Since the start of the pandemic, 33-year old Scottish fashion brand Walker Slater has seen more interest in its sustainable fabrics from younger consumers, based on its customer surveys. To further teach Gen Zers about sustainability, it’s launching a VR integration from October 12-19, available through Oculus Quest headsets in its stores and online through a dedicated platform.
Claire Pentony, head of partnerships and womenswear at Walker Slater said, “Younger people are interested in seeing where things are coming from, and the VR experience makes it tangible.” The brand partnered with trade organization British Wool and materials company Harris Tweed Hebrides on bringing the VR experience to Walker Slater stores. Through the immersive experience, customers are able to see the process of making wool, from sheep to material, as well as learn about the craftsmanship required.

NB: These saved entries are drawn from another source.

//! Router assembly and HTTP serving.

use axum::Router;
use axum::routing::{get, post};
use tokio_util::sync::CancellationToken;
use tower_http::cors::CorsLayer;
use tower_http::trace::TraceLayer;
use tracing::info;

use crate::handlers::{
    AppState, healthz, list_field_alerts, resolve_alert, trigger_bulk_task, trigger_field_task,
};

pub fn build_router(state: AppState) -> Router {
    Router::new()
        .route("/healthz", get(healthz))
        .route("/fields/{id}/tasks/{task}", post(trigger_field_task))
        .route("/tasks/{task}/bulk", post(trigger_bulk_task))
        .route("/fields/{id}/alerts", get(list_field_alerts))
        .route("/alerts/{id}/resolve", post(resolve_alert))
        .layer(TraceLayer::new_for_http())
        .layer(CorsLayer::permissive())
        .with_state(state)
}

pub async fn serve(
    addr: std::net::SocketAddr,
    router: Router,
    cancel: CancellationToken,
) -> anyhow::Result<()> {
    let listener = tokio::net::TcpListener::bind(addr).await?;
    info!(%addr, "listening");
    axum::serve(listener, router)
        .with_graceful_shutdown(async move { cancel.cancelled().await })
        .await?;
    Ok(())
}
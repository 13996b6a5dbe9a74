//! HTTP trigger surface: on-demand task runs and alert views.

use std::str::FromStr;
use std::sync::Arc;

use axum::Json;
use axum::extract::{Path, Query, State};
use serde::Deserialize;
use uuid::Uuid;

use crate::error::ApiError;
use crate::models::Alert;
use crate::runner::{BatchResult, BatchRunner, TaskKind};

#[derive(Clone)]
pub struct AppState {
    pub runner: Arc<BatchRunner>,
}

#[derive(Debug, Default, Deserialize)]
pub struct TriggerParams {
    /// Bypass the observation cache for this run.
    #[serde(default)]
    pub force: bool,
}

fn parse_task(raw: &str) -> Result<TaskKind, ApiError> {
    TaskKind::from_str(raw).map_err(ApiError::BadRequest)
}

/// POST /fields/{id}/tasks/{task}
pub async fn trigger_field_task(
    State(state): State<AppState>,
    Path((field_id, task)): Path<(Uuid, String)>,
    Query(params): Query<TriggerParams>,
) -> Result<Json<BatchResult>, ApiError> {
    let task = parse_task(&task)?;
    let field = state
        .runner
        .pipeline()
        .storage()
        .field(field_id)
        .await
        .map_err(ApiError::from)?;
    let result = state.runner.run_batch(vec![field], task, params.force).await;
    Ok(Json(result))
}

/// POST /tasks/{task}/bulk
pub async fn trigger_bulk_task(
    State(state): State<AppState>,
    Path(task): Path<String>,
    Query(params): Query<TriggerParams>,
) -> Result<Json<BatchResult>, ApiError> {
    let task = parse_task(&task)?;
    let fields = state
        .runner
        .pipeline()
        .storage()
        .active_fields()
        .await
        .map_err(ApiError::from)?;
    let result = state.runner.run_batch(fields, task, params.force).await;
    Ok(Json(result))
}

/// GET /fields/{id}/alerts
pub async fn list_field_alerts(
    State(state): State<AppState>,
    Path(field_id): Path<Uuid>,
) -> Result<Json<Vec<Alert>>, ApiError> {
    let storage = state.runner.pipeline().storage();
    // 404 for unknown fields rather than an empty list.
    storage.field(field_id).await.map_err(ApiError::from)?;
    let alerts = storage
        .alerts_for_field(field_id)
        .await
        .map_err(ApiError::from)?;
    Ok(Json(alerts))
}

/// POST /alerts/{id}/resolve
pub async fn resolve_alert(
    State(state): State<AppState>,
    Path(alert_id): Path<Uuid>,
) -> Result<Json<Alert>, ApiError> {
    let alert = state
        .runner
        .pipeline()
        .alerts()
        .resolve_by_id(alert_id)
        .await
        .map_err(ApiError::from)?;
    Ok(Json(alert))
}

/// GET /healthz
pub async fn healthz() -> Json<serde_json::Value> {
    Json(serde_json::json!({ "status": "ok" }))
}
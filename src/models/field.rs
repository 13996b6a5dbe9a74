use chrono::NaiveDate;
use serde::{Deserialize, Serialize};
use uuid::Uuid;

use crate::geo::Polygon;

/// Crop grown on a field. Drives the tolerance bands used by health scoring.
#[derive(Debug, Clone, Copy, PartialEq, Eq, Hash, Serialize, Deserialize)]
#[serde(rename_all = "snake_case")]
pub enum CropType {
    Wheat,
    Corn,
    Rice,
    Soybean,
    Cotton,
    Barley,
    Potato,
    Tomato,
    Other,
}

impl CropType {
    pub fn as_str(&self) -> &'static str {
        match self {
            CropType::Wheat => "wheat",
            CropType::Corn => "corn",
            CropType::Rice => "rice",
            CropType::Soybean => "soybean",
            CropType::Cotton => "cotton",
            CropType::Barley => "barley",
            CropType::Potato => "potato",
            CropType::Tomato => "tomato",
            CropType::Other => "other",
        }
    }
}

impl std::fmt::Display for CropType {
    fn fmt(&self, f: &mut std::fmt::Formatter<'_>) -> std::fmt::Result {
        f.write_str(self.as_str())
    }
}

/// Read-only field roster entry supplied by the record-keeping layer.
#[derive(Debug, Clone, Serialize, Deserialize)]
pub struct FieldRecord {
    pub id: Uuid,
    pub name: String,
    /// Fields registered without a drawn boundary cannot be processed and
    /// are reported as `no_boundary` by the runner.
    #[serde(default)]
    pub boundary: Option<Polygon>,
    pub crop_type: CropType,
    #[serde(default)]
    pub planting_date: Option<NaiveDate>,
    pub active: bool,
}
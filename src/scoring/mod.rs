//! Pure scoring functions: observations in, indicators out.
//!
//! Nothing in here performs IO; the runner feeds cached observations in and
//! persists whatever comes out.

mod fire;
mod health;

pub use fire::compute_fire_risk;
pub use health::{
    StressKind, ToleranceBand, WeatherStress, assess_weather_stress, compute_health,
    default_tolerance_bands,
};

According to consulting company PwC’s global consumer insights survey from June, a third of consumers have used VR in the last six months, and 32% of those consumers have bought products after first discovering them on VR platforms. Walker Slater saw firsthand how purchasing habits rapidly changed during the height of Covid-19, when most of its production and distribution had to stop. Now, the brand is using VR integration, as well as Instagram marketing, to target its younger shoppers, on top of its existing older customer base.
“Gen Z and young people get dismissed as not having the same fundamental information or knowledge that older consumers are assumed to have, but that thirst for knowledge is always there,” said Mark Hogarth, creative director for Harris Tweed Hebrides. Over the last 10 years, Hogarth has solidified collaborations with global streetwear companies including Stone Island, Supreme and Thom Browne, which have used its long-lasting, sustainable materials.

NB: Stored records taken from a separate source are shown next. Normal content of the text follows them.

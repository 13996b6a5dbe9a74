//! Time-windowed observation cache.
//!
//! Entries are keyed by (field_id, feed_type, observation_date). A window
//! whose dates are all fresh is served without touching the upstream, which
//! is what makes re-running a task for the same field and dates idempotent.
//! Dates the upstream published nothing for are cached as empty entries, so
//! sparse feeds (16-day vegetation composites) do not trigger a refetch per
//! missing day. On a transient upstream failure the cache degrades
//! gracefully by serving whatever stale entries exist.

use std::collections::HashMap;
use std::future::Future;

use chrono::{DateTime, Duration, NaiveDate, Utc};
use metrics::counter;
use tokio::sync::RwLock;
use tracing::warn;
use uuid::Uuid;

use crate::error::FetchError;
use crate::models::{FeedType, Observation};

/// How long a cached entry stays fresh, per feed class.
#[derive(Debug, Clone, Copy)]
pub struct CacheWindows {
    pub weather: Duration,
    pub vegetation: Duration,
    pub fire: Duration,
}

impl Default for CacheWindows {
    fn default() -> Self {
        Self {
            weather: Duration::hours(24),
            vegetation: Duration::days(7),
            fire: Duration::hours(3),
        }
    }
}

impl CacheWindows {
    pub fn for_feed(&self, feed_type: FeedType) -> Duration {
        match feed_type {
            FeedType::Weather => self.weather,
            FeedType::VegetationIndex => self.vegetation,
            FeedType::Fire => self.fire,
        }
    }
}

type CacheKey = (Uuid, FeedType, NaiveDate);

#[derive(Debug, Clone)]
struct CacheEntry {
    observations: Vec<Observation>,
    fetched_at: DateTime<Utc>,
}

pub struct ObservationCache {
    windows: CacheWindows,
    entries: RwLock<HashMap<CacheKey, CacheEntry>>,
}

impl ObservationCache {
    pub fn new(windows: CacheWindows) -> Self {
        Self {
            windows,
            entries: RwLock::new(HashMap::new()),
        }
    }

    /// Returns the observations for every date in `[start, end]`, invoking
    /// `fetch` only when at least one date is missing or expired, or when
    /// `force` is set. A successful fetch overwrites every date of the
    /// window, including dates that came back empty.
    pub async fn get_or_fetch<F, Fut>(
        &self,
        field_id: Uuid,
        feed_type: FeedType,
        start: NaiveDate,
        end: NaiveDate,
        force: bool,
        fetch: F,
    ) -> Result<Vec<Observation>, FetchError>
    where
        F: FnOnce() -> Fut,
        Fut: Future<Output = Result<Vec<Observation>, FetchError>>,
    {
        let validity = self.windows.for_feed(feed_type);
        let now = Utc::now();
        let mut dates = Vec::new();
        let mut date = start;
        while date <= end {
            dates.push(date);
            date = date + Duration::days(1);
        }

        if !force {
            let entries = self.entries.read().await;
            let all_fresh = dates.iter().all(|d| {
                entries
                    .get(&(field_id, feed_type, *d))
                    .is_some_and(|e| now - e.fetched_at < validity)
            });
            if all_fresh {
                counter!("fieldwatch_cache_hits_total", "feed" => feed_type.as_str()).increment(1);
                return Ok(collect_window(&entries, field_id, feed_type, &dates));
            }
        }

        counter!("fieldwatch_cache_misses_total", "feed" => feed_type.as_str()).increment(1);
        match fetch().await {
            Ok(fetched) => {
                let mut grouped: HashMap<NaiveDate, Vec<Observation>> = HashMap::new();
                for obs in fetched {
                    grouped.entry(obs.observation_date).or_default().push(obs);
                }
                let mut entries = self.entries.write().await;
                let mut result = Vec::new();
                for d in &dates {
                    let observations = grouped.remove(d).unwrap_or_default();
                    entries.insert(
                        (field_id, feed_type, *d),
                        CacheEntry {
                            observations: observations.clone(),
                            fetched_at: now,
                        },
                    );
                    result.extend(observations);
                }
                Ok(result)
            }
            Err(err) if err.is_transient() => {
                let entries = self.entries.read().await;
                let any_cached = dates
                    .iter()
                    .any(|d| entries.contains_key(&(field_id, feed_type, *d)));
                if any_cached {
                    warn!(
                        %field_id,
                        feed = %feed_type,
                        %start,
                        %end,
                        error = %err,
                        "transient fetch failure, serving stale cache entries"
                    );
                    counter!("fieldwatch_cache_stale_served_total", "feed" => feed_type.as_str())
                        .increment(1);
                    Ok(collect_window(&entries, field_id, feed_type, &dates))
                } else {
                    Err(err)
                }
            }
            Err(err) => Err(err),
        }
    }
}

fn collect_window(
    entries: &HashMap<CacheKey, CacheEntry>,
    field_id: Uuid,
    feed_type: FeedType,
    dates: &[NaiveDate],
) -> Vec<Observation> {
    dates
        .iter()
        .filter_map(|d| entries.get(&(field_id, feed_type, *d)))
        .flat_map(|e| e.observations.clone())
        .collect()
}
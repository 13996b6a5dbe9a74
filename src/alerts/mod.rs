//! Stateful alert lifecycle: none -> open -> resolved.
//!
//! The engine is the single writer for alert state. All create-or-reaffirm
//! decisions happen under one async mutex over the keyed map, so concurrent
//! evaluations of the same condition can never open duplicates. Resolution
//! is terminal; a condition that re-crosses its threshold later opens a
//! fresh alert with a new id and the same dedup key.

mod notifier;

use std::collections::HashMap;

use chrono::{DateTime, Duration, Utc};
use metrics::counter;
use tokio::sync::Mutex;
use tracing::info;
use uuid::Uuid;

use crate::error::StorageError;
use crate::models::{Alert, AlertEvent, AlertKind, AlertSeverity, AlertTransition};
use crate::storage::SharedStorage;

pub use notifier::{AlertSink, NullSink, WebhookNotifier};

/// A threshold crossing reported by an evaluation cycle.
#[derive(Debug, Clone)]
pub struct AlertCondition {
    pub field_id: Uuid,
    pub kind: AlertKind,
    pub severity: AlertSeverity,
    pub dedup_key: String,
    pub title: String,
}

/// How long a condition must measure clear before its alert auto-resolves.
#[derive(Debug, Clone, Copy)]
pub struct DebouncePolicy {
    /// Weather alerts clear after this many consecutive clear cycles.
    pub weather_clear_cycles: u32,
    /// Health alerts clear after this many consecutive clear cycles.
    pub health_clear_cycles: u32,
    /// Fire alerts clear once no relevant hotspot has been seen for this long.
    pub fire_clear_after: Duration,
}

impl Default for DebouncePolicy {
    fn default() -> Self {
        Self {
            weather_clear_cycles: 1,
            health_clear_cycles: 2,
            fire_clear_after: Duration::hours(24),
        }
    }
}

type AlertKey = (Uuid, AlertKind, String);

struct OpenState {
    alert: Alert,
    clear_streak: u32,
}

pub struct AlertEngine {
    storage: SharedStorage,
    sink: Box<dyn AlertSink>,
    debounce: DebouncePolicy,
    open: Mutex<HashMap<AlertKey, OpenState>>,
}

impl AlertEngine {
    pub fn new(storage: SharedStorage, sink: Box<dyn AlertSink>, debounce: DebouncePolicy) -> Self {
        Self {
            storage,
            sink,
            debounce,
            open: Mutex::new(HashMap::new()),
        }
    }

    async fn persist_and_notify(
        &self,
        alert: &Alert,
        transition: AlertTransition,
    ) -> Result<(), StorageError> {
        self.storage.upsert_alert(alert).await?;
        let event = AlertEvent::from_alert(alert, transition);
        self.sink.notify(&event).await;
        counter!(
            "fieldwatch_alert_transitions_total",
            "kind" => alert.kind.as_str(),
            "transition" => match transition {
                AlertTransition::Opened => "opened",
                AlertTransition::Reaffirmed => "reaffirmed",
                AlertTransition::Resolved => "resolved",
            }
        )
        .increment(1);
        Ok(())
    }

    /// Reports that a condition currently holds. Opens a new alert, reaffirms
    /// the open one, or (on severity escalation) resolves the open alert and
    /// opens a fresh one at the higher tier. De-escalation only reaffirms.
    pub async fn raise(&self, condition: AlertCondition) -> Result<AlertTransition, StorageError> {
        let key = (
            condition.field_id,
            condition.kind,
            condition.dedup_key.clone(),
        );
        let now = Utc::now();
        let mut open = self.open.lock().await;

        if let Some(state) = open.get_mut(&key) {
            state.clear_streak = 0;
            if condition.severity > state.alert.severity {
                let mut resolved = state.alert.clone();
                resolved.resolved_at = Some(now);
                let alert = new_alert(&condition, now);
                state.alert = alert.clone();
                // Deliveries happen outside the lock so a slow webhook never
                // stalls other fields' evaluations.
                drop(open);
                info!(
                    field_id = %condition.field_id,
                    dedup_key = %condition.dedup_key,
                    from = %resolved.severity,
                    to = %condition.severity,
                    "alert escalated, reopening at higher severity"
                );
                self.persist_and_notify(&resolved, AlertTransition::Resolved)
                    .await?;
                self.persist_and_notify(&alert, AlertTransition::Opened)
                    .await?;
                return Ok(AlertTransition::Opened);
            }
            state.alert.last_seen_at = now;
            let alert = state.alert.clone();
            drop(open);
            self.persist_and_notify(&alert, AlertTransition::Reaffirmed)
                .await?;
            return Ok(AlertTransition::Reaffirmed);
        }

        let alert = new_alert(&condition, now);
        open.insert(
            key,
            OpenState {
                alert: alert.clone(),
                clear_streak: 0,
            },
        );
        drop(open);
        info!(
            field_id = %condition.field_id,
            kind = %condition.kind,
            severity = %condition.severity,
            dedup_key = %condition.dedup_key,
            "alert opened"
        );
        self.persist_and_notify(&alert, AlertTransition::Opened)
            .await?;
        Ok(AlertTransition::Opened)
    }

    /// Reports that a condition measured clear this cycle. Resolves the open
    /// alert once the kind-specific debounce is satisfied.
    pub async fn observe_clear(
        &self,
        field_id: Uuid,
        kind: AlertKind,
        dedup_key: &str,
    ) -> Result<Option<AlertTransition>, StorageError> {
        let key = (field_id, kind, dedup_key.to_string());
        let now = Utc::now();
        let mut open = self.open.lock().await;
        let Some(state) = open.get_mut(&key) else {
            return Ok(None);
        };

        let due = match kind {
            AlertKind::Fire => now - state.alert.last_seen_at >= self.debounce.fire_clear_after,
            AlertKind::Weather => {
                state.clear_streak += 1;
                state.clear_streak >= self.debounce.weather_clear_cycles
            }
            AlertKind::CropHealth => {
                state.clear_streak += 1;
                state.clear_streak >= self.debounce.health_clear_cycles
            }
        };
        if !due {
            return Ok(None);
        }

        let Some(state) = open.remove(&key) else {
            return Ok(None);
        };
        drop(open);
        let mut resolved = state.alert;
        resolved.resolved_at = Some(now);
        info!(%field_id, kind = %kind, dedup_key, "alert resolved");
        self.persist_and_notify(&resolved, AlertTransition::Resolved)
            .await?;
        Ok(Some(AlertTransition::Resolved))
    }

    /// Explicit resolution requested from outside (operator action).
    pub async fn resolve_by_id(&self, alert_id: Uuid) -> Result<Alert, StorageError> {
        let mut open = self.open.lock().await;
        let key = open
            .iter()
            .find(|(_, state)| state.alert.id == alert_id)
            .map(|(key, _)| key.clone());
        match key {
            Some(key) => {
                let mut resolved = match open.remove(&key) {
                    Some(state) => state.alert,
                    None => return Err(StorageError::NotFound { kind: "alert", id: alert_id }),
                };
                drop(open);
                resolved.resolved_at = Some(Utc::now());
                self.persist_and_notify(&resolved, AlertTransition::Resolved)
                    .await?;
                Ok(resolved)
            }
            None => {
                drop(open);
                // Already resolved alerts are terminal and immutable.
                let existing = self.storage.alert(alert_id).await?;
                Ok(existing)
            }
        }
    }

    /// Snapshot of open alerts for one field.
    pub async fn open_alerts(&self, field_id: Uuid) -> Vec<Alert> {
        self.open
            .lock()
            .await
            .values()
            .filter(|s| s.alert.field_id == field_id)
            .map(|s| s.alert.clone())
            .collect()
    }
}

fn new_alert(condition: &AlertCondition, now: DateTime<Utc>) -> Alert {
    Alert {
        id: Uuid::new_v4(),
        field_id: condition.field_id,
        kind: condition.kind,
        severity: condition.severity,
        title: condition.title.clone(),
        dedup_key: condition.dedup_key.clone(),
        opened_at: now,
        last_seen_at: now,
        resolved_at: None,
    }
}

“You can get a young customer who may not be able to afford a Harris Tweed Stone Island jacket, but they do their research and buy something more affordable, like a [Harris Tweed] Supreme cap. And then they keep or resell that item on StockX,” he said.
Hogarth said that, as more fashion companies see younger generations’ growing interest in sustainable materials, long-term investments in local production will become more common. For its part, Harris Tweed is currently recruiting younger workers for its mills and to be cloth weavers, to future-proof its supply chain. It’s also shifted to digital-only sampling to reduce waste.
Graham Clark, director of marketing at British Wool, said blending the heritage and craftsmanship of a brand with a VR experience is an effective way to attract Gen Z. British Wool and Walker Slater are promoting the experience across their social channels. Meanwhile, store associates at Walker Slater’s London flagship are taking interested customers to a dedicated large area on the lower ground floor to partake in the VR experience.
“Certainly consumers [are] becoming more interested in asking where products are coming from,” he said. “It’s about getting that message to a younger generation: Buy once or buy less, and buy well.”